When shelter-in-place orders hit in March of 2020, Betta Lemme put pen to paper and channeled her deep frustration around the ongoing pandemic. The result was "I'M BORED" co-produced with Jonas Jeberg (Selena Gomez, Demi Lovato, Hayley Kiyoko, Bebe Rexha, Panic At The Disco's "High Hopes"). Betta flipped her usual dance party script on the track and urged everyone to stay home to do their civic duty in their pajamas.

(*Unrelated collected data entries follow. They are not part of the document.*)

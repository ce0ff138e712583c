pub mod file_sink;
pub mod ring_buffer;
pub mod ring_reader;
pub mod sink;
pub mod types;

pub use file_sink::SequentialFileSink;
pub use ring_buffer::{RingBuffer, RingBufferSink, RingStats};
pub use ring_reader::RingReader;
pub use sink::Sink;
pub use types::{CaptureOutcome, CaptureReport, SampleBlock};
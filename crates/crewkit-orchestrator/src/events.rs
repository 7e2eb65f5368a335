//! Lifecycle event emission, decoupled from the scheduling logic.
//!
//! The driver and integration units report orchestration transitions
//! through an [`EventSink`] instead of logging inline, so embedders can
//! route them to an audit trail, a dashboard socket, or nothing at all.

use serde::{Deserialize, Serialize};
use uuid::Uuid;

/// A lifecycle event emitted by the orchestration engine.
#[derive(Debug, Clone, Serialize, Deserialize)]
#[serde(tag = "event", rename_all = "snake_case")]
pub enum CrewEvent {
    /// An execution entered the Executing state.
    ExecutionStarted {
        /// The execution.
        execution_id: Uuid,
    },
    /// Decomposition produced a task graph.
    TasksPlanned {
        /// The execution.
        execution_id: Uuid,
        /// Number of nodes in the graph.
        task_count: usize,
    },
    /// A task was handed to the job infrastructure.
    TaskDispatched {
        /// The execution.
        execution_id: Uuid,
        /// The task.
        task_id: Uuid,
        /// Attempt number being dispatched.
        attempt: u32,
        /// Wave identifier when dispatched as part of a Parallel batch.
        batch_id: Option<Uuid>,
    },
    /// A task's output passed the quality gate.
    TaskValidated {
        /// The execution.
        execution_id: Uuid,
        /// The task.
        task_id: Uuid,
        /// QA score of the accepted output.
        qa_score: Option<f64>,
    },
    /// A rejected or failed task was reset for another attempt.
    TaskRetried {
        /// The execution.
        execution_id: Uuid,
        /// The task.
        task_id: Uuid,
        /// The attempt number the task was reset to.
        attempt: u32,
    },
    /// A task exhausted its retry budget and reached a terminal state.
    TaskExhausted {
        /// The execution.
        execution_id: Uuid,
        /// The task.
        task_id: Uuid,
        /// The terminal status as a snake_case string.
        status: String,
    },
    /// The execution completed with a synthesized result.
    ExecutionCompleted {
        /// The execution.
        execution_id: Uuid,
        /// Final quality score (0 when the final QA check failed).
        quality_score: f64,
        /// Feedback from the final QA check, when it had something to say.
        quality_feedback: Option<String>,
        /// Total accrued cost.
        total_cost_credits: u64,
        /// Wall-clock duration.
        duration_ms: u64,
    },
    /// The execution failed.
    ExecutionFailed {
        /// The execution.
        execution_id: Uuid,
        /// Human-readable cause.
        error: String,
    },
    /// The execution was cooperatively cancelled.
    ExecutionTerminated {
        /// The execution.
        execution_id: Uuid,
        /// Why it was cut off.
        reason: String,
    },
}

/// Receives lifecycle events. Implementations must be cheap and
/// non-blocking; the engine emits from its hot path.
pub trait EventSink: Send + Sync {
    /// Handle one event.
    fn emit(&self, event: &CrewEvent);
}

/// Default sink: structured `tracing` records, one per event.
#[derive(Debug, Default, Clone, Copy)]
pub struct TracingEventSink;

impl EventSink for TracingEventSink {
    fn emit(&self, event: &CrewEvent) {
        match event {
            CrewEvent::ExecutionStarted { execution_id } => {
                tracing::info!(execution_id = %execution_id, "crew.execution_started");
            }
            CrewEvent::TasksPlanned {
                execution_id,
                task_count,
            } => {
                tracing::info!(
                    execution_id = %execution_id,
                    task_count,
                    "crew.tasks_planned"
                );
            }
            CrewEvent::TaskDispatched {
                execution_id,
                task_id,
                attempt,
                batch_id,
            } => {
                tracing::info!(
                    execution_id = %execution_id,
                    task_id = %task_id,
                    attempt,
                    batch_id = ?batch_id,
                    "crew.task_dispatched"
                );
            }
            CrewEvent::TaskValidated {
                execution_id,
                task_id,
                qa_score,
            } => {
                tracing::info!(
                    execution_id = %execution_id,
                    task_id = %task_id,
                    qa_score = ?qa_score,
                    "crew.task_validated"
                );
            }
            CrewEvent::TaskRetried {
                execution_id,
                task_id,
                attempt,
            } => {
                tracing::info!(
                    execution_id = %execution_id,
                    task_id = %task_id,
                    attempt,
                    "crew.task_retried"
                );
            }
            CrewEvent::TaskExhausted {
                execution_id,
                task_id,
                status,
            } => {
                tracing::warn!(
                    execution_id = %execution_id,
                    task_id = %task_id,
                    status = %status,
                    "crew.task_exhausted"
                );
            }
            CrewEvent::ExecutionCompleted {
                execution_id,
                quality_score,
                quality_feedback,
                total_cost_credits,
                duration_ms,
            } => {
                tracing::info!(
                    execution_id = %execution_id,
                    quality_score,
                    quality_feedback = ?quality_feedback,
                    total_cost_credits,
                    duration_ms,
                    "crew.execution_completed"
                );
            }
            CrewEvent::ExecutionFailed {
                execution_id,
                error,
            } => {
                tracing::error!(
                    execution_id = %execution_id,
                    error = %error,
                    "crew.execution_failed"
                );
            }
            CrewEvent::ExecutionTerminated {
                execution_id,
                reason,
            } => {
                tracing::warn!(
                    execution_id = %execution_id,
                    reason = %reason,
                    "crew.execution_terminated"
                );
            }
        }
    }
}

You'll also find dual intricacies in her 2019 club hit "Play" co-written with Jesse Saint John (Britney Spears, Charli XCX, Kim Petras) and Danny L Harle (Carly Rae Jepsen, Charli XCX, Clairo). At face value, PAPER dubbed the track "the sexy, sinister lovechild of the Vengaboys, Britney Spears, and Benny Benassi." However in her interview with the magazine, Betta Lemme notes, "The world is in peril. People are forgetting how to genuinely connect with each other... Imagine if the world displayed more inclusive behavior - the happiness would be contagious."
Every Betta Lemme song is a movie, or at least part of a movie, a scene set for supreme drama and impetuous romance and sometimes a little lovely tragedy. With her opulent sense of melody, the singer-songwriter dreams up dance music that not only elicits beautiful movement, but builds entire worlds inside your mind. Each of her forthcoming songs are sprung from an elaborate dreamworld where her icons are her closest companions, all designated an essential role - Freddie Mercury is her father, Gaga's her older sister, Liberace's her decorator, etc. When sculpting a new song, she often chooses two disparate artists and envisions their unlikely offspring (e.g., the musical baby of Britney Spears and Nine Inch Nails).
Other times, Betta imagines songs as soundtracks to very specific movie moments, such as a dance-track-in-the-works she conceptualized as a Quentin Tarantino fight scene. A trilingual artist of Italian descent, Betta performs in Italian, French, and English, threading her vocals through a lavishly textured sound that echoes her eclectic obsessions: orchestral pop from the '60s, dance music from the '90s, David Bowie, Missy Elliott, and Burt Bacharach.
It's this unparalleled approach that marks Betta Lemme as one to watch and a force to be reckoned with.